Horror remains one of the clearest examples of this dynamic. Fear becomes more entertaining when it moves through a crowd. Anime and K-pop events succeed because fandom becomes community inside the auditorium. Repertory screenings resonate because discovery feels different when shared. Alternative programming works when it gives audiences a reason to attend rather than simply consume.
Audiences are communicating something important to the industry: theatrical experiences are strongest when people feel emotionally invested in the experience itself, not just the title on the screen.
Building Events, Not Just Releases
This shift should reshape how the industry approaches programming, distribution, and marketing. The future of theatrical may depend less on recreating old viewing habits and more on building modern communal experiences around film and entertainment.
Event-driven releases succeed when audiences feel there is something meaningful to join. That energy can come from social conversation, fan engagement, creator participation, community partnerships, event-style marketing, premium presentations, rare-format screenings, and the perception that a release carries genuine cultural momentum.
That same Fandango 2026 study found that Gen Z and Millennials are especially engaged with niche genres and alternative theatrical programming, including anime, concert films, sporting events, television finales and premieres, and rereleases.
For distributors and exhibitors, this represents both a programming strategy and a business opportunity. If audiences consistently reward experiences that create connection, the industry should create more of them.
Convenience and Connection Solve Different Problems
Gen Z grew up online, surrounded by unlimited content, endless entertainment options, and digitally mediated social lives. Yet they continue showing up for experiences that feel alive inside a room full of people.
They are embracing repertory screenings, 35mm prints, premium film formats, communal events, concert films, fan screenings, and alternative programming because those experiences provide something digital feeds cannot. Presence. That isn’t nostalgia. It is a reminder that convenience and connection solve different human needs.

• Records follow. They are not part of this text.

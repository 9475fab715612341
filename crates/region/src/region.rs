//! The `Region` tagged variant and membership filtering.

use geo::{Contains, Coord, LineString, Point, Polygon};
use tracing::debug;

use crate::error::RegionError;
use crate::projection::Projection;

/// Geographic region used to pre-filter observations.
///
/// Constructed once from configuration and never mutated. Membership
/// semantics per variant:
///
/// - `BBox`: inclusive at all four bounds.
/// - `PolarCap`: `lat >= bounding_lat`.
/// - `Polygon`: point-in-polygon test against the supplied ring; the ring
///   must be simple (non-self-intersecting) and vertex order matters.
/// - `GridFootprint`: the query point's projection must fall strictly
///   inside the axis-aligned bounding box of the projected reference grid.
///   This is an envelope of the true footprint, suitable for coarse
///   pre-filtering only.
#[derive(Debug, Clone, PartialEq)]
pub enum Region {
    /// Inclusive lat-lon bounding box.
    BBox {
        /// Southern bound in degrees.
        lat_lo: f64,
        /// Northern bound in degrees.
        lat_hi: f64,
        /// Western bound in degrees.
        lon_lo: f64,
        /// Eastern bound in degrees.
        lon_hi: f64,
    },
    /// Everything poleward of a bounding latitude.
    PolarCap {
        /// Minimum latitude in degrees.
        bounding_lat: f64,
    },
    /// Simple polygon ring in (lon, lat) degrees.
    Polygon(Polygon<f64>),
    /// Axis-aligned envelope of a projected model grid.
    GridFootprint {
        /// Projection the envelope was computed in.
        projection: Projection,
        /// Minimum projected x.
        x_min: f64,
        /// Maximum projected x.
        x_max: f64,
        /// Minimum projected y.
        y_min: f64,
        /// Maximum projected y.
        y_max: f64,
    },
}

/// Points accepted by a region filter, with their indices into the input.
#[derive(Debug, Clone, PartialEq, Default)]
pub struct RegionMatches {
    /// Latitudes of accepted points.
    pub lats: Vec<f64>,
    /// Longitudes of accepted points.
    pub lons: Vec<f64>,
    /// Indices of accepted points in the original input.
    pub indices: Vec<usize>,
}

impl RegionMatches {
    /// Returns true when no point fell inside the region.
    pub fn is_empty(&self) -> bool {
        self.indices.is_empty()
    }

    /// Number of accepted points.
    pub fn len(&self) -> usize {
        self.indices.len()
    }
}

impl Region {
    /// Builds a polygon region from an ordered (lon, lat) vertex ring.
    ///
    /// The caller must supply a simple, non-self-intersecting ring; the
    /// ring is closed automatically if the last vertex differs from the
    /// first.
    pub fn polygon(vertices: &[(f64, f64)]) -> Result<Self, RegionError> {
        if vertices.len() < 3 {
            return Err(RegionError::DegeneratePolygon {
                vertices: vertices.len(),
            });
        }
        let coords: Vec<Coord<f64>> = vertices.iter().map(|&(x, y)| Coord { x, y }).collect();
        let exterior = LineString::from(coords);
        Ok(Region::Polygon(Polygon::new(exterior, vec![])))
    }

    /// Builds a grid-footprint region from a model reference grid.
    ///
    /// Projects every grid coordinate through `projection` and caches the
    /// axis-aligned bounding box of the result; queries only project the
    /// single query point.
    pub fn grid_footprint(
        projection: Projection,
        grid_lats: &[f64],
        grid_lons: &[f64],
    ) -> Result<Self, RegionError> {
        if grid_lats.len() != grid_lons.len() {
            return Err(RegionError::GridLengthMismatch {
                lats: grid_lats.len(),
                lons: grid_lons.len(),
            });
        }
        if grid_lats.is_empty() {
            return Err(RegionError::EmptyReferenceGrid);
        }

        let mut x_min = f64::INFINITY;
        let mut x_max = f64::NEG_INFINITY;
        let mut y_min = f64::INFINITY;
        let mut y_max = f64::NEG_INFINITY;
        for (&lat, &lon) in grid_lats.iter().zip(grid_lons.iter()) {
            let (x, y) = projection.forward(lon, lat);
            x_min = x_min.min(x);
            x_max = x_max.max(x);
            y_min = y_min.min(y);
            y_max = y_max.max(y);
        }

        Ok(Region::GridFootprint {
            projection,
            x_min,
            x_max,
            y_min,
            y_max,
        })
    }

    /// Tests whether a (lat, lon) point in degrees belongs to the region.
    pub fn contains(&self, lat: f64, lon: f64) -> bool {
        match *self {
            Region::BBox {
                lat_lo,
                lat_hi,
                lon_lo,
                lon_hi,
            } => lat >= lat_lo && lat <= lat_hi && lon >= lon_lo && lon <= lon_hi,
            Region::PolarCap { bounding_lat } => lat >= bounding_lat,
            Region::Polygon(ref poly) => poly.contains(&Point::new(lon, lat)),
            Region::GridFootprint {
                ref projection,
                x_min,
                x_max,
                y_min,
                y_max,
            } => {
                let (x, y) = projection.forward(lon, lat);
                x > x_min && x < x_max && y > y_min && y < y_max
            }
        }
    }

    /// Filters parallel lat/lon slices, keeping points inside the region.
    ///
    /// Returns the accepted coordinates and their indices into the input,
    /// preserving input order. An empty result is non-fatal and only logged.
    ///
    /// # Panics
    ///
    /// Panics if `lats` and `lons` differ in length.
    pub fn filter(&self, lats: &[f64], lons: &[f64]) -> RegionMatches {
        assert_eq!(lats.len(), lons.len(), "region filter: coordinate length mismatch");
        let mut matches = RegionMatches::default();
        for i in 0..lats.len() {
            if self.contains(lats[i], lons[i]) {
                matches.lats.push(lats[i]);
                matches.lons.push(lons[i]);
                matches.indices.push(i);
            }
        }
        if matches.is_empty() {
            debug!("no values in region");
        } else {
            debug!(accepted = matches.len(), total = lats.len(), "region filter applied");
        }
        matches
    }
}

Industry leaders often frame saving theaters as a purely economic mission. But theaters also serve an important public function. They remain one of the last shared rooms we still have.
Gen Z seems to understand that. The industry needs to lean into it, not only because connection is the clearest path to growing market share, but because it is the most important thing theaters have to give right now. For more than a century, audiences have shown up for movie theaters. In this age of digital loneliness, it is our turn to show up for them by giving them experiences worth gathering for.